**WHAT YOU ARE ASKED TO DO:** Copy the data exactly, keeping every line intact.

________________

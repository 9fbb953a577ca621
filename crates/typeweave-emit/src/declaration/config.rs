//! Configuration types for declaration printing.

/// Configuration for [`TypeScriptPrinter`](super::TypeScriptPrinter).
#[derive(Clone, Debug)]
pub struct DeclarationConfig {
    /// Whether to export type aliases
    pub export: bool,
    /// Whether object properties are `readonly`
    pub readonly: bool,
    /// Spaces per indentation level in multi-line type literals
    pub indent: usize,
}

impl Default for DeclarationConfig {
    fn default() -> Self {
        Self {
            export: true,
            readonly: false,
            indent: 2,
        }
    }
}
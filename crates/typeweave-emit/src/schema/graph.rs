//! Schema arena and lazy handles.

use indexmap::IndexMap;
use typeweave_core::{Error, Literal, Result};

/// Handle to a schema in a [`SchemaGraph`].
#[derive(Clone, Copy, Debug, PartialEq, Eq, Hash, PartialOrd, Ord)]
pub struct SchemaId(u32);

impl SchemaId {
    pub fn index(self) -> usize {
        self.0 as usize
    }
}

/// Handle to a deferred schema whose target is set after creation.
#[derive(Clone, Copy, Debug, PartialEq, Eq, Hash, PartialOrd, Ord)]
pub struct LazyId(u32);

impl LazyId {
    pub fn index(self) -> usize {
        self.0 as usize
    }
}

/// A live schema object.
#[derive(Clone, Debug, PartialEq)]
pub enum Schema {
    String,
    Number,
    Boolean,
    Null,
    Undefined,
    Void,
    Any,
    Unknown,
    Never,
    BigInt,
    Date,
    RegExp,
    Literal(Literal),
    Array(SchemaId),
    Set(SchemaId),
    Record { key: SchemaId, value: SchemaId },
    Map { key: SchemaId, value: SchemaId },
    Object(IndexMap<String, SchemaId>),
    /// Accepts the inner schema or an absent value.
    Optional(SchemaId),
    Union(Vec<SchemaId>),
    Tuple(Vec<SchemaId>),
    Intersection(Vec<SchemaId>),
    Function {
        parameters: Vec<SchemaId>,
        returns: Option<SchemaId>,
    },
    Lazy(LazyId),
}

impl Schema {
    pub fn kind_name(&self) -> &'static str {
        match self {
            Schema::String => "string",
            Schema::Number => "number",
            Schema::Boolean => "boolean",
            Schema::Null => "null",
            Schema::Undefined => "undefined",
            Schema::Void => "void",
            Schema::Any => "any",
            Schema::Unknown => "unknown",
            Schema::Never => "never",
            Schema::BigInt => "bigint",
            Schema::Date => "date",
            Schema::RegExp => "regexp",
            Schema::Literal(_) => "literal",
            Schema::Array(_) => "array",
            Schema::Set(_) => "set",
            Schema::Record { .. } => "record",
            Schema::Map { .. } => "map",
            Schema::Object(_) => "object",
            Schema::Optional(_) => "optional",
            Schema::Union(_) => "union",
            Schema::Tuple(_) => "tuple",
            Schema::Intersection(_) => "intersection",
            Schema::Function { .. } => "function",
            Schema::Lazy(_) => "lazy",
        }
    }
}

#[derive(Clone, Debug)]
struct LazySlot {
    name: String,
    target: Option<SchemaId>,
}

/// Arena of schemas.
#[derive(Clone, Debug, Default)]
pub struct SchemaGraph {
    schemas: Vec<Schema>,
    lazies: Vec<LazySlot>,
}

impl SchemaGraph {
    pub fn new() -> Self {
        Self::default()
    }

    pub fn len(&self) -> usize {
        self.schemas.len()
    }

    pub fn is_empty(&self) -> bool {
        self.schemas.is_empty()
    }

    pub fn add(&mut self, schema: Schema) -> SchemaId {
        let id = SchemaId(self.schemas.len() as u32);
        self.schemas.push(schema);
        id
    }

    pub fn get(&self, id: SchemaId) -> &Schema {
        &self.schemas[id.index()]
    }

    /// Create an unfilled lazy slot. `name` identifies the definition it stands for.
    pub fn lazy(&mut self, name: impl Into<String>) -> LazyId {
        let id = LazyId(self.lazies.len() as u32);
        self.lazies.push(LazySlot {
            name: name.into(),
            target: None,
        });
        id
    }

    /// Point a lazy slot at its finished schema.
    pub fn fill(&mut self, lazy: LazyId, target: SchemaId) {
        self.lazies[lazy.index()].target = Some(target);
    }

    pub fn lazy_name(&self, lazy: LazyId) -> &str {
        &self.lazies[lazy.index()].name
    }

    pub fn lazy_target(&self, lazy: LazyId) -> Result<SchemaId> {
        self.lazies[lazy.index()]
            .target
            .ok_or(Error::UnresolvedLazy(lazy.0))
    }

    /// Lazy slots in creation order.
    pub fn lazies(&self) -> impl Iterator<Item = (LazyId, &str)> {
        self.lazies
            .iter()
            .enumerate()
            .map(|(i, slot)| (LazyId(i as u32), slot.name.as_str()))
    }

    /// The schema behind `id`, following lazy handles.
    pub fn resolve(&self, id: SchemaId) -> Result<&Schema> {
        let mut current = id;
        for _ in 0..=self.lazies.len() {
            match self.get(current) {
                Schema::Lazy(lazy) => current = self.lazy_target(*lazy)?,
                schema => return Ok(schema),
            }
        }
        match self.get(current) {
            Schema::Lazy(lazy) => Err(Error::UnresolvedLazy(lazy.0)),
            schema => Ok(schema),
        }
    }
}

________________

**COMPLETED EXERCISE:**
repository 9fbb953a577ca621
filename crates/typeweave-emit/src/declaration/config.rs
//! Configuration types for declaration printing.

/// Configuration for [`TypeScriptPrinter`](super::TypeScriptPrinter).
#[derive(Clone, Debug)]
pub struct DeclarationConfig {
    /// Whether to export type aliases
    pub export: bool,
    /// Whether object properties are `readonly`
    pub readonly: bool,
    /// Spaces per indentation level in multi-line type literals
    pub indent: usize,
}

impl Default for DeclarationConfig {
    fn default() -> Self {
        Self {
            export: true,
            readonly: false,
            indent: 2,
        }
    }
}
filename crates/typeweave-emit/src/schema/graph.rs
//! Schema arena and lazy handles.

use indexmap::IndexMap;
use typeweave_core::{Error, Literal, Result};

/// Handle to a schema in a [`SchemaGraph`].
#[derive(Clone, Copy, Debug, PartialEq, Eq, Hash, PartialOrd, Ord)]
pub struct SchemaId(u32);

impl SchemaId {
    pub fn index(self) -> usize {
        self.0 as usize
    }
}

/// Handle to a deferred schema whose target is set after creation.
#[derive(Clone, Copy, Debug, PartialEq, Eq, Hash, PartialOrd, Ord)]
pub struct LazyId(u32);

impl LazyId {
    pub fn index(self) -> usize {
        self.0 as usize
    }
}

/// A live schema object.
#[derive(Clone, Debug, PartialEq)]
pub enum Schema {
    String,
    Number,
    Boolean,
    Null,
    Undefined,
    Void,
    Any,
    Unknown,
    Never,
    BigInt,
    Date,
    RegExp,
    Literal(Literal),
    Array(SchemaId),
    Set(SchemaId),
    Record { key: SchemaId, value: SchemaId },
    Map { key: SchemaId, value: SchemaId },
    Object(IndexMap<String, SchemaId>),
    /// Accepts the inner schema or an absent value.
    Optional(SchemaId),
    Union(Vec<SchemaId>),
    Tuple(Vec<SchemaId>),
    Intersection(Vec<SchemaId>),
    Function {
        parameters: Vec<SchemaId>,
        returns: Option<SchemaId>,
    },
    Lazy(LazyId),
}

impl Schema {
    pub fn kind_name(&self) -> &'static str {
        match self {
            Schema::String => "string",
            Schema::Number => "number",
            Schema::Boolean => "boolean",
            Schema::Null => "null",
            Schema::Undefined => "undefined",
            Schema::Void => "void",
            Schema::Any => "any",
            Schema::Unknown => "unknown",
            Schema::Never => "never",
            Schema::BigInt => "bigint",
            Schema::Date => "date",
            Schema::RegExp => "regexp",
            Schema::Literal(_) => "literal",
            Schema::Array(_) => "array",
            Schema::Set(_) => "set",
            Schema::Record { .. } => "record",
            Schema::Map { .. } => "map",
            Schema::Object(_) => "object",
            Schema::Optional(_) => "optional",
            Schema::Union(_) => "union",
            Schema::Tuple(_) => "tuple",
            Schema::Intersection(_) => "intersection",
            Schema::Function { .. } => "function",
            Schema::Lazy(_) => "lazy",
        }
    }
}

#[derive(Clone, Debug)]
struct LazySlot {
    name: String,
    target: Option<SchemaId>,
}

/// Arena of schemas.
#[derive(Clone, Debug, Default)]
pub struct SchemaGraph {
    schemas: Vec<Schema>,
    lazies: Vec<LazySlot>,
}

impl SchemaGraph {
    pub fn new() -> Self {
        Self::default()
    }

    pub fn len(&self) -> usize {
        self.schemas.len()
    }

    pub fn is_empty(&self) -> bool {
        self.schemas.is_empty()
    }

    pub fn add(&mut self, schema: Schema) -> SchemaId {
        let id = SchemaId(self.schemas.len() as u32);
        self.schemas.push(schema);
        id
    }

    pub fn get(&self, id: SchemaId) -> &Schema {
        &self.schemas[id.index()]
    }

    /// Create an unfilled lazy slot. `name` identifies the definition it stands for.
    pub fn lazy(&mut self, name: impl Into<String>) -> LazyId {
        let id = LazyId(self.lazies.len() as u32);
        self.lazies.push(LazySlot {
            name: name.into(),
            target: None,
        });
        id
    }

    /// Point a lazy slot at its finished schema.
    pub fn fill(&mut self, lazy: LazyId, target: SchemaId) {
        self.lazies[lazy.index()].target = Some(target);
    }

    pub fn lazy_name(&self, lazy: LazyId) -> &str {
        &self.lazies[lazy.index()].name
    }

    pub fn lazy_target(&self, lazy: LazyId) -> Result<SchemaId> {
        self.lazies[lazy.index()]
            .target
            .ok_or(Error::UnresolvedLazy(lazy.0))
    }

    /// Lazy slots in creation order.
    pub fn lazies(&self) -> impl Iterator<Item = (LazyId, &str)> {
        self.lazies
            .iter()
            .enumerate()
            .map(|(i, slot)| (LazyId(i as u32), slot.name.as_str()))
    }

    /// The schema behind `id`, following lazy handles.
    pub fn resolve(&self, id: SchemaId) -> Result<&Schema> {
        let mut current = id;
        for _ in 0..=self.lazies.len() {
            match self.get(current) {
                Schema::Lazy(lazy) => current = self.lazy_target(*lazy)?,
                schema => return Ok(schema),
            }
        }
        match self.get(current) {
            Schema::Lazy(lazy) => Err(Error::UnresolvedLazy(lazy.0)),
            schema => Ok(schema),
        }
    }
}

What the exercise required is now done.